Завеса сброшена: ни новых увлечений,
Ни тайн заманчивых, ни счастья впереди...

Мы все — и это я уверенно говорю — полны были чувств.

Дарья Ивановна вспомнила невозвратное время — Дашу, легкую как шелковинка, и «он», «он» научил ее курить и различать шампанское. И она — нос покраснел и слезы, сузив глаза, смочили прокуренный рот. Мочальные ресницы у Саши вдруг зазолотились, сквозь голубое брызнуло молоко и, вся увитая в молочных розах, она поднялась — и все глядят на нее...

Завеса сброшена: ни новых увлечений,
Ни тайн заманчивых, ни счастья впереди.

Дождь притих и только капля стучит за окном. Сейчас Треплев выйдет в мою комнату и застрелится.

* * *

Лишившись смокинга — жертва пожара я щеголял в моей московской кубовой курме, памятной мне, как турнули меня в ней с весеннего бала, жалко висела бахрома, а из кармана нагло вываливается платок.

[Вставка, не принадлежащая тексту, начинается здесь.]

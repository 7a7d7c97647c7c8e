//! Key navigation (RGKN) header and key hierarchy entry parsing.
//!
//! The key navigation area holds fixed-size hierarchy records forming the
//! parent/sibling/child tree. Record offsets are relative to the start of
//! the hierarchy entries region and resolve to a record index by dividing
//! by the record stride.

use crate::error::{CregError, Result};
use crate::utils::{read_u16_le, read_u32_le};

/// Size of the key navigation header in bytes.
pub const KEY_NAVIGATION_HEADER_SIZE: usize = 32;

/// Expected signature for the key navigation area ("RGKN").
pub const RGKN_SIGNATURE: &[u8; 4] = b"RGKN";

/// Size of one key hierarchy entry in bytes; also the area stride.
pub const KEY_HIERARCHY_ENTRY_SIZE: usize = 28;

/// Sentinel offset meaning "none" in parent/child/sibling links.
pub const NO_OFFSET: u32 = 0xFFFFFFFF;

/// Returns true if a hierarchy link offset terminates a chain.
#[inline]
pub fn is_end_offset(offset: u32) -> bool {
    offset == 0 || offset == NO_OFFSET
}

/// Key navigation (RGKN) header.
#[derive(Debug, Clone)]
pub struct KeyNavigationHeader {
    /// Size of the key navigation area in bytes, including this header.
    pub size: u32,

    /// Offset of the hierarchy entries region, relative to the area start.
    pub entries_data_offset: u32,
}

impl KeyNavigationHeader {
    /// Parses a key navigation header from raw bytes.
    ///
    /// # Errors
    ///
    /// Returns `InvalidSignature` if the data does not start with "RGKN",
    /// or a format error if the declared size cannot hold the header.
    pub fn parse(data: &[u8], offset: u64) -> Result<Self> {
        if data.len() < KEY_NAVIGATION_HEADER_SIZE {
            return Err(CregError::TruncatedData {
                offset,
                expected: KEY_NAVIGATION_HEADER_SIZE,
                actual: data.len(),
            });
        }

        if &data[0..4] != RGKN_SIGNATURE {
            return Err(CregError::invalid_signature(RGKN_SIGNATURE, &data[0..4]));
        }

        let size = read_u32_le(data, 0x04)?;
        let entries_data_offset = read_u32_le(data, 0x08)?;

        // Remaining bytes up to 0x20 are reserved.

        if (size as usize) < KEY_NAVIGATION_HEADER_SIZE {
            return Err(CregError::format_error(format!(
                "invalid key navigation size {} at offset {:#x}",
                size, offset
            )));
        }

        Ok(KeyNavigationHeader {
            size,
            entries_data_offset,
        })
    }
}

/// One fixed-size key hierarchy record.
#[derive(Debug, Clone)]
pub struct KeyHierarchyEntry {
    /// Offset of this record, relative to the hierarchy entries region.
    pub offset: u32,

    /// On-disk hash of the key name.
    pub name_hash: u32,

    /// Offset of the parent record, or a sentinel.
    pub parent_offset: u32,

    /// Offset of the first child record, or a sentinel.
    pub first_child_offset: u32,

    /// Offset of the next sibling record, or a sentinel.
    pub next_sibling_offset: u32,

    /// Identifier of the key name entry within its data block.
    pub key_name_entry_index: u16,

    /// Data block number; negative (as i16) means no associated entry.
    pub data_block_number: u16,
}

impl KeyHierarchyEntry {
    /// Parses a key hierarchy entry from a borrowed slice.
    ///
    /// # Arguments
    ///
    /// * `data` - Exactly one record's bytes.
    /// * `offset` - Record offset relative to the hierarchy entries region.
    pub fn parse(data: &[u8], offset: u32) -> Result<Self> {
        if data.len() < KEY_HIERARCHY_ENTRY_SIZE {
            return Err(CregError::TruncatedData {
                offset: offset as u64,
                expected: KEY_HIERARCHY_ENTRY_SIZE,
                actual: data.len(),
            });
        }

        // 4 unknown bytes at 0x00
        let name_hash = read_u32_le(data, 0x04)?;

        // 4 unknown bytes at 0x08
        let parent_offset = read_u32_le(data, 0x0C)?;
        let first_child_offset = read_u32_le(data, 0x10)?;
        let next_sibling_offset = read_u32_le(data, 0x14)?;
        let key_name_entry_index = read_u16_le(data, 0x18)?;
        let data_block_number = read_u16_le(data, 0x1A)?;

        Ok(KeyHierarchyEntry {
            offset,
            name_hash,
            parent_offset,
            first_child_offset,
            next_sibling_offset,
            key_name_entry_index,
            data_block_number,
        })
    }

    /// Returns true if this record refers to a key name entry.
    ///
    /// The data block number is signed-interpreted; a negative value (the
    /// synthetic root writes `0xFFFF`) means the record has no name entry.
    pub fn has_key_name_entry(&self) -> bool {
        (self.data_block_number as i16) >= 0
    }
}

Горвиц выручил. К нему из Киева приехала мать, понавезла добра и съестного и носильного. И мне перепало. Горвиц чуть повыше меня и этот пиджак ему широк, а мне, если насадить еще ряд пуговиц, будет как двубортный. Я так и сделал. Франтом я мог теперь пойти к Мейерхольду, а в курме и думать нечего было: дом Мейерхольда на Лекарской, двери дубовые, это вам не «ход в окошко». Впрочем, редкий день, чтобы Мейерхольд ни проникал ко мне через окошко.

У двери Дарьи Ивановны оказался голос, — хрипловато, но выразительно: при Мейерхольде она не пела, а в ожидании. А «теленок» бросил свое лежачье, а все платья меняет и курицей перед зеркалом вертится. Конечно, и мне почет — вот вам пример, как на «базе экономических отношений формируется идеология».

Но кроме Мейерхольда и двубортного горвицкого, меня ожидало такое, о чем я и думать не мог: Биркенгейм и Горяинов.

Тоже через окошко и удивительно, как это они просунулись: и Биркенгейм и Горяинов баршевского росту, а Баршев, как известно, без стремянки рукой с потолка паутину снимает, а если попросите и книги под потолком переставит и не чихнет. И почему-то затеяли не гуськом, а в спайку в окно лезть. Чудеса. Или по нетерпеливому желанию: чтобы разом и сразу.

Я все помню, но на что-то забывчивый. И вот увидя Горяинова и Биркенгейма вдруг вспомнил. И просто не знаю, что мне такое сделать, чтобы и они почувствовали, как я чувствую. В их словах, в их обращении было столько сердечного, глаза, улыбка, голос; все светилось, это их чистейшее совестливое сердце светило.